Будь Луисардо блаженным, он бы подумал, что смерть путешественника — еще одно совпадение, которое приготовил ему дьявол. Но Луисардо не был блаженным, и мне тоже вскоре предстояло навсегда утратить невинность. В тот вечер я обнаружил, что умирают с открытыми глазами и что невинность — грех, особенно тяжкий, когда ее теряют. Поэтому и прибытие путешественника в Тарифу было скорее первопричиной,чем случайностью,так же как и его смерть, которую я видел совсем рядом. Я закрываю глаза и вижу кошек, заметавшихся после первых выстрелов, и путешественника, который, загребая руками, царапает ветер, прежде чем рухнуть. И я вижу, как его тело бьется на пристани, словно только что пойманный хурель. Прежде чем он успел узреть мир иной, на его губах выступила кровавая пена, смешанная с богохульствами. Затем наступила тишина; яростная тишина, которая длилась века и которую не могли осквернить ни вой парома, ни писклявые истерические крики иностранок, которые приехали на разноцветных грузовичках в мокрых бикини и с жирно накрашенными ртами. И я тоже не мог нарушить ее, меня вдруг стало беспокоить, как прозвучит мой голос, когда я открою рот. Но до того как приехали журналисты и жандармы, как птички, слетающиеся за своей порцией дождевых червей, я расскажу, как все случилось. И хотя следователь запишет в своем протоколе, что смерть путешественника наступила вследствие третьего выстрела, насквозь пробившего правую сонную артерию, я точно знаю, что смертоносные пули застряли в кожных покровах его памяти. Но не будем заходить так далеко.
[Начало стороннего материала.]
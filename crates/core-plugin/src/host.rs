//! Host side of the package contract.

use std::sync::{Arc, Mutex, MutexGuard, PoisonError, Weak};

use core_actions::SharedBuffer;
use core_events::{CommandRegistry, CommandTarget, Subscription};
use tracing::info;

/// An open editor as seen by packages: its command target and its buffer.
pub struct EditorHandle<B> {
    pub target: CommandTarget,
    pub buffer: SharedBuffer<B>,
}

impl<B> Clone for EditorHandle<B> {
    fn clone(&self) -> Self {
        Self {
            target: self.target,
            buffer: self.buffer.clone(),
        }
    }
}

impl<B> std::fmt::Debug for EditorHandle<B> {
    fn fmt(&self, f: &mut std::fmt::Formatter<'_>) -> std::fmt::Result {
        f.debug_struct("EditorHandle")
            .field("target", &self.target)
            .finish_non_exhaustive()
    }
}

pub type EditorLoadCallback<B> = Box<dyn Fn(EditorHandle<B>) + Send + Sync>;
pub type EditorCloseCallback = Box<dyn Fn(CommandTarget) + Send + Sync>;

/// What a host application offers to packages.
pub trait EditorHost<B> {
    /// Stable human-readable host identifier (for logs / diagnostics).
    fn name(&self) -> &'static str;
    fn commands(&self) -> CommandRegistry;
    fn active_editor(&self) -> Option<EditorHandle<B>>;
    /// Called with every editor opened after subscription.
    fn on_editor_load(&self, callback: EditorLoadCallback<B>) -> Subscription;
    /// Called with the target of every editor closed after subscription.
    fn on_editor_close(&self, callback: EditorCloseCallback) -> Subscription;
}

struct Listeners<T: ?Sized> {
    next_id: u64,
    entries: Vec<(u64, Arc<T>)>,
}

impl<T: ?Sized> Default for Listeners<T> {
    fn default() -> Self {
        Self {
            next_id: 0,
            entries: Vec::new(),
        }
    }
}

impl<T: ?Sized> Listeners<T> {
    fn push(&mut self, listener: Arc<T>) -> u64 {
        let id = self.next_id;
        self.next_id += 1;
        self.entries.push((id, listener));
        id
    }

    fn snapshot(&self) -> Vec<Arc<T>> {
        self.entries.iter().map(|(_, l)| l.clone()).collect()
    }
}

struct HostState<B> {
    next_target: u64,
    active: Option<EditorHandle<B>>,
    load: Listeners<dyn Fn(EditorHandle<B>) + Send + Sync>,
    close: Listeners<dyn Fn(CommandTarget) + Send + Sync>,
}

/// In-process host: owns the command registry and the active editor slot.
pub struct LocalHost<B> {
    state: Arc<Mutex<HostState<B>>>,
    registry: CommandRegistry,
}

impl<B> Clone for LocalHost<B> {
    fn clone(&self) -> Self {
        Self {
            state: self.state.clone(),
            registry: self.registry.clone(),
        }
    }
}

fn lock_state<B>(state: &Mutex<HostState<B>>) -> MutexGuard<'_, HostState<B>> {
    // Listeners run outside the lock; a poisoned slot is still consistent.
    state.lock().unwrap_or_else(PoisonError::into_inner)
}

impl<B: Send + 'static> Default for LocalHost<B> {
    fn default() -> Self {
        Self::new()
    }
}

impl<B: Send + 'static> LocalHost<B> {
    pub fn new() -> Self {
        Self {
            state: Arc::new(Mutex::new(HostState {
                next_target: 1,
                active: None,
                load: Listeners::default(),
                close: Listeners::default(),
            })),
            registry: CommandRegistry::new(),
        }
    }

    /// Open `buffer` as the active editor and notify load listeners.
    pub fn open(&self, name: &str, buffer: B) -> EditorHandle<B> {
        let (handle, listeners) = {
            let mut state = lock_state(&self.state);
            let target = CommandTarget(state.next_target);
            state.next_target += 1;
            let handle = EditorHandle {
                target,
                buffer: Arc::new(Mutex::new(buffer)),
            };
            state.active = Some(handle.clone());
            (handle, state.load.snapshot())
        };
        info!(
            target: "plugin.host",
            editor = name,
            cmd_target = %handle.target,
            "editor_opened"
        );
        for listener in listeners {
            listener(handle.clone());
        }
        handle
    }

    /// Close the editor bound to `target`, notifying close listeners. Returns false when
    /// no such editor is active.
    pub fn close(&self, target: CommandTarget) -> bool {
        let listeners = {
            let mut state = lock_state(&self.state);
            if state.active.as_ref().map(|e| e.target) != Some(target) {
                return false;
            }
            state.active = None;
            state.close.snapshot()
        };
        info!(target: "plugin.host", cmd_target = %target, "editor_closed");
        for listener in listeners {
            listener(target);
        }
        true
    }

    fn release<F>(&self, remove: F) -> Subscription
    where
        F: FnOnce(&mut HostState<B>) + Send + 'static,
    {
        let weak: Weak<Mutex<HostState<B>>> = Arc::downgrade(&self.state);
        Subscription::new(move || {
            if let Some(state) = weak.upgrade() {
                remove(&mut lock_state(&state));
            }
        })
    }
}

impl<B: Send + 'static> EditorHost<B> for LocalHost<B> {
    fn name(&self) -> &'static str {
        "local-host"
    }

    fn commands(&self) -> CommandRegistry {
        self.registry.clone()
    }

    fn active_editor(&self) -> Option<EditorHandle<B>> {
        lock_state(&self.state).active.clone()
    }

    fn on_editor_load(&self, callback: EditorLoadCallback<B>) -> Subscription {
        let id = lock_state(&self.state).load.push(Arc::from(callback));
        self.release(move |state| state.load.entries.retain(|(i, _)| *i != id))
    }

    fn on_editor_close(&self, callback: EditorCloseCallback) -> Subscription {
        let id = lock_state(&self.state).close.push(Arc::from(callback));
        self.release(move |state| state.close.entries.retain(|(i, _)| *i != id))
    }
}

#[cfg(test)]
mod tests {
    use super::*;
    use core_events::Disposable;
    use pretty_assertions::assert_eq;
    use std::sync::atomic::{AtomicUsize, Ordering};

    #[test]
    fn open_sets_active_and_notifies() {
        let host: LocalHost<String> = LocalHost::new();
        let seen = Arc::new(AtomicUsize::new(0));
        let counter = seen.clone();
        let mut sub = host.on_editor_load(Box::new(move |_: EditorHandle<String>| {
            counter.fetch_add(1, Ordering::SeqCst);
        }));
        let first = host.open("one", "a".to_string());
        let second = host.open("two", "b".to_string());
        assert_ne!(first.target, second.target);
        assert_eq!(host.active_editor().map(|e| e.target), Some(second.target));
        assert_eq!(seen.load(Ordering::SeqCst), 2);

        sub.dispose();
        host.open("three", "c".to_string());
        assert_eq!(seen.load(Ordering::SeqCst), 2);
    }

    #[test]
    fn close_only_matches_active_editor() {
        let host: LocalHost<String> = LocalHost::new();
        let closed = Arc::new(Mutex::new(Vec::new()));
        let sink = closed.clone();
        let _sub = host.on_editor_close(Box::new(move |t: CommandTarget| {
            sink.lock().unwrap().push(t)
        }));
        let first = host.open("one", String::new());
        let second = host.open("two", String::new());
        assert!(!host.close(first.target));
        assert!(host.close(second.target));
        assert!(host.active_editor().is_none());
        assert_eq!(*closed.lock().unwrap(), vec![second.target]);
    }
}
Луисардо был ребенком, которого боги, наверняка чтобы скоротать время, наделили тем, что мы, смертные, называем «докторским глазом», особенность которого заключается в том, что стоит ему смутно завидеть незнакомца, как у него уже готов его рентгеновский снимок. Из чего следует, что Луисардо рассматривал людей как игрушки, созданные ему на потеху. С неизлечимой склонностью к разного рода выдумкам он выбирал в жертву любого, кто чем-либо привлек его внимание, и, в мгновение ока выбив у него из-под ног почву настоящего, отправлял в путь — пленником своей судьбы и тени. Он воображал своего персонажа на улице, кишащей опасностями, или, к примеру, на кофейной плантации, по которой бродят сочащиеся патокой полуголые туземки. Луисардо устраивал ловушки в кроссворде жизни, отметая правила расхожей морали, не обращая внимания на красный свет семафора и пешеходные переходы, молнии и автоматические замки. Щелк. Он выбирал человека из толпы и снаряжал в дорогу, обув в башмаки со скрипом, которые всегда кажутся новенькими. И таким манером заводил его в туннель предполагаемого времени, где минуты могут тянуться, как дни, а ночи укладываются в пару слов.